[Stored items]
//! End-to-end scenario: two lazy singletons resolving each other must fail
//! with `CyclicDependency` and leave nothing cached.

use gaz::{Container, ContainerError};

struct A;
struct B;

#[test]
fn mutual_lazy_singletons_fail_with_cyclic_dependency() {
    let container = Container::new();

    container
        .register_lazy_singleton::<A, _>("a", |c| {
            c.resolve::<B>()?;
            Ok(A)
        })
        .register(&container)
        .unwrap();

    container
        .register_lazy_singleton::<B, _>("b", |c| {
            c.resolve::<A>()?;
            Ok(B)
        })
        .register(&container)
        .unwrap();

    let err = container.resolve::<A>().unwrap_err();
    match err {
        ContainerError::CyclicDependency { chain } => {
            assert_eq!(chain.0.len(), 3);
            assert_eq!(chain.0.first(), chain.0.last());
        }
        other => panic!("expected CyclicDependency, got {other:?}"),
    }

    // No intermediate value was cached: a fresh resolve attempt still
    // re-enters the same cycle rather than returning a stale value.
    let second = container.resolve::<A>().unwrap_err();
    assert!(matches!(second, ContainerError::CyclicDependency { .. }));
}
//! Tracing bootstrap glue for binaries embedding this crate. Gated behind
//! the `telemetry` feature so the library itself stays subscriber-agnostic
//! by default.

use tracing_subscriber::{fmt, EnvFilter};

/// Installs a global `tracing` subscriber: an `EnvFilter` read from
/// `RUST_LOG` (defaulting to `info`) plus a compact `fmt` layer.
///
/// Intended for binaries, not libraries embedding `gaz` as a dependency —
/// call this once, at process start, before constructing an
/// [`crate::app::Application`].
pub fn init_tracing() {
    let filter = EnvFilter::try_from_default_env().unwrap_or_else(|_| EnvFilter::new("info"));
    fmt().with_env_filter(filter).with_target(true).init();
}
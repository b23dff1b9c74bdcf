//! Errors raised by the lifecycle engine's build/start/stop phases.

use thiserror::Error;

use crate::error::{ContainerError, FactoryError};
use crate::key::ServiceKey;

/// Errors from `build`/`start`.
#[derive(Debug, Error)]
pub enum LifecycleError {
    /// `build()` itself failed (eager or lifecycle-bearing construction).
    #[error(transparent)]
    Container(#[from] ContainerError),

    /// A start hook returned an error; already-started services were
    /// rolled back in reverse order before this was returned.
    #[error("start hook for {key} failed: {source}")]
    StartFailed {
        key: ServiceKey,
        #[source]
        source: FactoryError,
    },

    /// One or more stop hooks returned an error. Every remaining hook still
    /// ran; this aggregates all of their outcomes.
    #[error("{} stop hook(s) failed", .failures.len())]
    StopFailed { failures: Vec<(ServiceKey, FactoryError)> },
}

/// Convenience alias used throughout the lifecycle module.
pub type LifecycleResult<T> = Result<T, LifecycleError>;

_REQUIRED ACTION_. Each entry must appear in the reply exactly as written.

_OUTPUT OF THE EXERCISE_.
//! End-to-end scenario: two lazy singletons resolving each other must fail
//! with `CyclicDependency` and leave nothing cached.

use gaz::{Container, ContainerError};

struct A;
struct B;

#[test]
fn mutual_lazy_singletons_fail_with_cyclic_dependency() {
    let container = Container::new();

    container
        .register_lazy_singleton::<A, _>("a", |c| {
            c.resolve::<B>()?;
            Ok(A)
        })
        .register(&container)
        .unwrap();

    container
        .register_lazy_singleton::<B, _>("b", |c| {
            c.resolve::<A>()?;
            Ok(B)
        })
        .register(&container)
        .unwrap();

    let err = container.resolve::<A>().unwrap_err();
    match err {
        ContainerError::CyclicDependency { chain } => {
            assert_eq!(chain.0.len(), 3);
            assert_eq!(chain.0.first(), chain.0.last());
        }
        other => panic!("expected CyclicDependency, got {other:?}"),
    }

    // No intermediate value was cached: a fresh resolve attempt still
    // re-enters the same cycle rather than returning a stale value.
    let second = container.resolve::<A>().unwrap_err();
    assert!(matches!(second, ContainerError::CyclicDependency { .. }));
}
//! Tracing bootstrap glue for binaries embedding this crate. Gated behind
//! the `telemetry` feature so the library itself stays subscriber-agnostic
//! by default.

use tracing_subscriber::{fmt, EnvFilter};

/// Installs a global `tracing` subscriber: an `EnvFilter` read from
/// `RUST_LOG` (defaulting to `info`) plus a compact `fmt` layer.
///
/// Intended for binaries, not libraries embedding `gaz` as a dependency —
/// call this once, at process start, before constructing an
/// [`crate::app::Application`].
pub fn init_tracing() {
    let filter = EnvFilter::try_from_default_env().unwrap_or_else(|_| EnvFilter::new("info"));
    fmt().with_env_filter(filter).with_target(true).init();
}
repository b23dff1b9c74bdcf
//! Errors raised by the lifecycle engine's build/start/stop phases.

use thiserror::Error;

use crate::error::{ContainerError, FactoryError};
use crate::key::ServiceKey;

/// Errors from `build`/`start`.
#[derive(Debug, Error)]
pub enum LifecycleError {
    /// `build()` itself failed (eager or lifecycle-bearing construction).
    #[error(transparent)]
    Container(#[from] ContainerError),

    /// A start hook returned an error; already-started services were
    /// rolled back in reverse order before this was returned.
    #[error("start hook for {key} failed: {source}")]
    StartFailed {
        key: ServiceKey,
        #[source]
        source: FactoryError,
    },

    /// One or more stop hooks returned an error. Every remaining hook still
    /// ran; this aggregates all of their outcomes.
    #[error("{} stop hook(s) failed", .failures.len())]
    StopFailed { failures: Vec<(ServiceKey, FactoryError)> },
}

/// Convenience alias used throughout the lifecycle module.
pub type LifecycleResult<T> = Result<T, LifecycleError>;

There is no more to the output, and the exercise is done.